There are more than a dozen carpooling startups in India.
When there are so many companies around one single market, it can mean two things:
- the market is super-ripe and profitable and large that there can be many players (thriving in varying degrees), or
- no one has cracked it yet
In terms of carpooling, the latter seems to be true.
If we try to boil down, there aren’t many reasons why carpooling hasn’t worked.
- People don’t want strangers in their cars. People don’t want to travel with strangers. Saving money is almost always less important than dealing with the strangeness of a fellow traveller.
- Flexible things like time, route etc. become more rigid for everyone involved. Not many like that.

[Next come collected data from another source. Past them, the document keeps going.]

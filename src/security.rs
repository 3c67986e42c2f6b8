use std::{
    collections::HashMap,
    future::{Ready, ready},
    net::{IpAddr, Ipv4Addr},
    rc::Rc,
    sync::{Arc, Mutex},
    time::{Duration, Instant},
};

use actix_web::{
    Error, HttpResponse,
    body::{EitherBody, MessageBody},
    dev::{Service, ServiceRequest, ServiceResponse, Transform, forward_ready},
    http::header::{self, HeaderName, HeaderValue},
};
use futures::future::LocalBoxFuture;
use log::{info, warn};

use crate::errors::ErrorBody;

/// Policy used when `--csp` is not given; the page needs its inline script and style
pub const DEFAULT_CSP: &str = "default-src 'self'; script-src 'self' 'unsafe-inline'; \
     style-src 'self' 'unsafe-inline'; connect-src 'self'; frame-ancestors 'none'";

/// Tracked clients above which stale windows get pruned
const PRUNE_THRESHOLD: usize = 1024;

/// Configuration for security middleware
#[derive(Debug, Clone)]
pub struct SecurityConfig {
    /// Add hardening headers to every response
    pub enable_security_headers: bool,
    /// Enforce `rate_limit_config`
    pub enable_rate_limiting: bool,
    /// Largest accepted request body in bytes
    pub max_request_size: usize,
    pub rate_limit_config: RateLimitConfig,
    /// Content-Security-Policy sent along with the other headers
    pub csp: String,
}

/// Fixed window rate limit, per client IP
#[derive(Debug, Clone)]
pub struct RateLimitConfig {
    /// Requests allowed per window
    pub max_requests: u32,
    /// Window length in seconds
    pub window_size: u64,
}

impl Default for SecurityConfig {
    fn default() -> Self {
        Self {
            enable_security_headers: false,
            enable_rate_limiting: false,
            max_request_size: 1024 * 1024,
            rate_limit_config: RateLimitConfig::default(),
            csp: DEFAULT_CSP.to_string(),
        }
    }
}

impl Default for RateLimitConfig {
    fn default() -> Self {
        Self {
            max_requests: 60,
            window_size: 60,
        }
    }
}

impl SecurityConfig {
    /// Header set added to responses when security headers are enabled
    pub fn headers(&self) -> Vec<(HeaderName, HeaderValue)> {
        let mut headers = vec![
            (header::X_FRAME_OPTIONS, HeaderValue::from_static("DENY")),
            (
                header::X_CONTENT_TYPE_OPTIONS,
                HeaderValue::from_static("nosniff"),
            ),
            (header::REFERRER_POLICY, HeaderValue::from_static("no-referrer")),
        ];
        match HeaderValue::from_str(&self.csp) {
            Ok(value) => headers.push((header::CONTENT_SECURITY_POLICY, value)),
            Err(_) => warn!("Ignoring Content-Security-Policy with invalid characters"),
        }
        headers
    }
}

/// Request count of one client in its current window
#[derive(Debug)]
pub struct ClientWindow {
    started: Instant,
    count: u32,
}

impl ClientWindow {
    /// Counts one request and tells whether it is still within the limit
    fn admit(&mut self, now: Instant, config: &RateLimitConfig) -> bool {
        if now.duration_since(self.started) >= Duration::from_secs(config.window_size) {
            self.started = now;
            self.count = 0;
        }
        if self.count >= config.max_requests {
            return false;
        }
        self.count += 1;
        true
    }
}

pub type RateLimiterState = Arc<Mutex<HashMap<IpAddr, ClientWindow>>>;

/// Security middleware factory
#[derive(Clone)]
pub struct SecurityMiddleware {
    config: Rc<SecurityConfig>,
    headers: Rc<Vec<(HeaderName, HeaderValue)>>,
    rate_limiter: RateLimiterState,
}

impl SecurityMiddleware {
    pub fn new(config: SecurityConfig) -> Self {
        Self::with_state(config, RateLimiterState::default())
    }

    /// Shares one limiter table between the factories of all workers
    pub fn with_state(config: SecurityConfig, rate_limiter: RateLimiterState) -> Self {
        let headers = if config.enable_security_headers {
            config.headers()
        } else {
            Vec::new()
        };
        Self {
            config: Rc::new(config),
            headers: Rc::new(headers),
            rate_limiter,
        }
    }

    pub fn shared_state() -> RateLimiterState {
        RateLimiterState::default()
    }
}

impl<S, B> Transform<S, ServiceRequest> for SecurityMiddleware
where
    S: Service<ServiceRequest, Response = ServiceResponse<B>, Error = Error>,
    S::Future: 'static,
    B: MessageBody + 'static,
{
    type Response = ServiceResponse<EitherBody<B>>;
    type Error = Error;
    type InitError = ();
    type Transform = SecurityMiddlewareService<S>;
    type Future = Ready<Result<Self::Transform, Self::InitError>>;

    fn new_transform(&self, service: S) -> Self::Future {
        ready(Ok(SecurityMiddlewareService {
            service,
            config: self.config.clone(),
            headers: self.headers.clone(),
            rate_limiter: self.rate_limiter.clone(),
        }))
    }
}

pub struct SecurityMiddlewareService<S> {
    service: S,
    config: Rc<SecurityConfig>,
    headers: Rc<Vec<(HeaderName, HeaderValue)>>,
    rate_limiter: RateLimiterState,
}

impl<S> SecurityMiddlewareService<S> {
    fn over_rate_limit(&self, client_ip: IpAddr) -> bool {
        let Ok(mut limiter) = self.rate_limiter.lock() else {
            warn!("Rate limiter lock poisoned, letting request through");
            return false;
        };
        let now = Instant::now();
        let config = &self.config.rate_limit_config;

        if limiter.len() > PRUNE_THRESHOLD {
            let window = Duration::from_secs(config.window_size);
            limiter.retain(|_, w| now.duration_since(w.started) < window);
        }

        !limiter
            .entry(client_ip)
            .or_insert_with(|| ClientWindow {
                started: now,
                count: 0,
            })
            .admit(now, config)
    }
}

impl<S, B> Service<ServiceRequest> for SecurityMiddlewareService<S>
where
    S: Service<ServiceRequest, Response = ServiceResponse<B>, Error = Error>,
    S::Future: 'static,
    B: MessageBody + 'static,
{
    type Response = ServiceResponse<EitherBody<B>>;
    type Error = Error;
    type Future = LocalBoxFuture<'static, Result<Self::Response, Self::Error>>;

    forward_ready!(service);

    fn call(&self, req: ServiceRequest) -> Self::Future {
        if let Some(size) = declared_content_length(&req) {
            if size > self.config.max_request_size {
                warn!(
                    "Request size {size} exceeds limit {}",
                    self.config.max_request_size
                );
                let res = HttpResponse::PayloadTooLarge().json(ErrorBody {
                    message: "Request size exceeds limit".to_string(),
                    error: None,
                });
                return Box::pin(ready(Ok(req.into_response(res).map_into_right_body())));
            }
        }

        if self.config.enable_rate_limiting {
            let client_ip = client_ip(&req);
            if self.over_rate_limit(client_ip) {
                log_security_event("RATE_LIMIT_EXCEEDED", &client_ip, &req);
                let res = HttpResponse::TooManyRequests().json(ErrorBody {
                    message: "Rate limit exceeded".to_string(),
                    error: None,
                });
                return Box::pin(ready(Ok(req.into_response(res).map_into_right_body())));
            }
        }

        let headers = self.headers.clone();
        let fut = self.service.call(req);

        Box::pin(async move {
            let mut res = fut.await?;
            let res_headers = res.headers_mut();
            for (name, value) in headers.iter() {
                res_headers.insert(name.clone(), value.clone());
            }
            Ok(res.map_into_left_body())
        })
    }
}

fn declared_content_length(req: &ServiceRequest) -> Option<usize> {
    req.headers()
        .get(header::CONTENT_LENGTH)?
        .to_str()
        .ok()?
        .parse()
        .ok()
}

/// Peer address of the connection; forwarding headers are not trusted
fn client_ip(req: &ServiceRequest) -> IpAddr {
    req.peer_addr()
        .map(|addr| addr.ip())
        .unwrap_or(IpAddr::V4(Ipv4Addr::LOCALHOST))
}

fn log_security_event(event_type: &str, client_ip: &IpAddr, req: &ServiceRequest) {
    let user_agent = req
        .headers()
        .get(header::USER_AGENT)
        .and_then(|h| h.to_str().ok())
        .unwrap_or("unknown");

    info!(
        "SECURITY_EVENT: {event_type} - IP: {client_ip} - Method: {} - Path: {} - User-Agent: {user_agent}",
        req.method(),
        req.path()
    );
}
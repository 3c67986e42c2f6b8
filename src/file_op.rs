//! Handlers for the five configuration file operations

use std::io;

use actix_files::NamedFile;
use actix_web::{
    HttpRequest, HttpResponse,
    http::header::{ContentDisposition, DispositionParam, DispositionType},
    web,
};
use serde::{Deserialize, Serialize};

use crate::{errors::RuntimeError, store::ConfigStore};

/// Body of `POST /create-config`; both fields are checked by hand so that a
/// missing one yields the regular error body
#[derive(Debug, Deserialize)]
pub struct CreateConfigRequest {
    pub name: Option<String>,
    pub content: Option<String>,
}

#[derive(Debug, Serialize, Deserialize)]
pub struct ConfigList {
    pub configs: Vec<String>,
}

#[derive(Debug, Serialize, Deserialize)]
pub struct ConfigContent {
    pub content: String,
}

#[derive(Debug, Serialize, Deserialize)]
pub struct MessageResponse {
    pub message: String,
}

impl MessageResponse {
    fn new(message: &str) -> Self {
        Self {
            message: message.to_string(),
        }
    }
}

/// Runs a store operation on the blocking thread pool
async fn blocking<F, R>(f: F) -> Result<R, RuntimeError>
where
    F: FnOnce() -> Result<R, RuntimeError> + Send + 'static,
    R: Send + 'static,
{
    web::block(f).await.map_err(|e| {
        RuntimeError::io(
            "Error handling request",
            "<blocking pool>",
            io::Error::other(e.to_string()),
        )
    })?
}

/// `GET /list-configs`
pub async fn list_configs(store: web::Data<ConfigStore>) -> Result<HttpResponse, RuntimeError> {
    let configs = blocking(move || store.list()).await?;
    Ok(HttpResponse::Ok().json(ConfigList { configs }))
}

/// `GET /get-config/{name}`
pub async fn get_config(
    store: web::Data<ConfigStore>,
    name: web::Path<String>,
) -> Result<HttpResponse, RuntimeError> {
    let name = name.into_inner();
    let bytes = blocking(move || store.read(&name)).await?;
    let content = String::from_utf8(bytes)
        .unwrap_or_else(|e| String::from_utf8_lossy(e.as_bytes()).into_owned());
    Ok(HttpResponse::Ok().json(ConfigContent { content }))
}

/// `GET /download-config/{name}`, streams the file as an attachment
pub async fn download_config(
    req: HttpRequest,
    store: web::Data<ConfigStore>,
    name: web::Path<String>,
) -> Result<HttpResponse, RuntimeError> {
    let name = name.into_inner();
    let path = {
        let name = name.clone();
        blocking(move || store.locate(&name)).await?
    };

    let file = NamedFile::open_async(&path).await.map_err(|e| match e.kind() {
        io::ErrorKind::NotFound => RuntimeError::NotFound(name.clone()),
        _ => RuntimeError::io("Error downloading file", path.display().to_string(), e),
    })?;

    log::debug!("Sending {} as attachment", path.display());
    Ok(file
        .set_content_type(mime::APPLICATION_OCTET_STREAM)
        .set_content_disposition(ContentDisposition {
            disposition: DispositionType::Attachment,
            parameters: vec![DispositionParam::Filename(name)],
        })
        .into_response(&req))
}

/// `POST /create-config`
pub async fn create_config(
    store: web::Data<ConfigStore>,
    body: web::Json<CreateConfigRequest>,
) -> Result<HttpResponse, RuntimeError> {
    let CreateConfigRequest { name, content } = body.into_inner();
    let (name, content) = match (name, content) {
        (Some(name), Some(content)) if !name.is_empty() && !content.is_empty() => (name, content),
        _ => {
            return Err(RuntimeError::BadRequest(
                "Name and content are required".to_string(),
            ));
        }
    };

    blocking(move || store.create(&name, content.as_bytes())).await?;
    Ok(HttpResponse::Created().json(MessageResponse::new("Configuration created successfully")))
}

/// `DELETE /delete-config/{name}`
pub async fn delete_config(
    store: web::Data<ConfigStore>,
    name: web::Path<String>,
) -> Result<HttpResponse, RuntimeError> {
    let name = name.into_inner();
    blocking(move || store.delete(&name)).await?;
    Ok(HttpResponse::Ok().json(MessageResponse::new("Configuration deleted successfully")))
}
use actix_web::{HttpRequest, HttpResponse, Responder, http::header, web};

use crate::{
    config::ConfServeConfig,
    errors::{RuntimeError, json_error_handler},
    file_op, renderer,
};

/// Registers the page, the API routes and their shared state
pub fn configure_app(app: &mut web::ServiceConfig, conf: &ConfServeConfig) {
    app.app_data(web::Data::new(conf.clone()))
        .app_data(web::Data::new(conf.store()))
        .app_data(
            web::JsonConfig::default()
                .limit(conf.security.max_request_size)
                .error_handler(json_error_handler),
        )
        .route("/", web::get().to(index_page))
        .route(&conf.healthcheck_route, web::get().to(healthcheck))
        .route("/list-configs", web::get().to(file_op::list_configs))
        .route("/get-config/{name}", web::get().to(file_op::get_config))
        .route(
            "/download-config/{name}",
            web::get().to(file_op::download_config),
        )
        .route("/create-config", web::post().to(file_op::create_config))
        .route(
            "/delete-config/{name}",
            web::delete().to(file_op::delete_config),
        )
        .default_service(web::to(route_not_found));
}

async fn index_page(conf: web::Data<ConfServeConfig>) -> impl Responder {
    HttpResponse::Ok()
        .content_type(mime::TEXT_HTML_UTF_8)
        .insert_header((header::CACHE_CONTROL, "no-cache"))
        .body(renderer::page(&conf.title).into_string())
}

async fn healthcheck() -> impl Responder {
    HttpResponse::Ok().body("OK")
}

async fn route_not_found(req: HttpRequest) -> Result<HttpResponse, RuntimeError> {
    Err(RuntimeError::RouteNotFound(req.path().to_string()))
}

- Who pays what? How much? How?
Cabs have taken over autos in almost all the metros. But carpooling as a culture is yet to catch on. The number of attempts at cracking this market has been quite high given a very poor rate of success.
Carpool startups have to make money too. So one way they make sure this happens is by focusing on corporates. (Incidentally, security is also a reason cited for focusing on corporate market, corporate emails and corporate credentials).
When I started making this list, one blaring thing I noticed was that almost every ride-share startup’s message is: sharing a ride is fun. make a boring lonely commute entertaining again by carpooling — which I think is definitely not what people want to hear.
Intra-city or inter-city, the biggest benefit to carpooling is savings. We may well be moving into a spending-economy from our traditional savings-economy-mindset, but savings is still a big thing in our culture. And that’s the message that should help carpooling make inroads into the urban culture.
By the way, carpooling is not new. Every village, every small town has that jeep, the bullock-cart, the chakda that other commuters on the same path hitch a ride. The reason it works sans initiation is because almost no one is a stranger. The driver/owner almost always knows the others.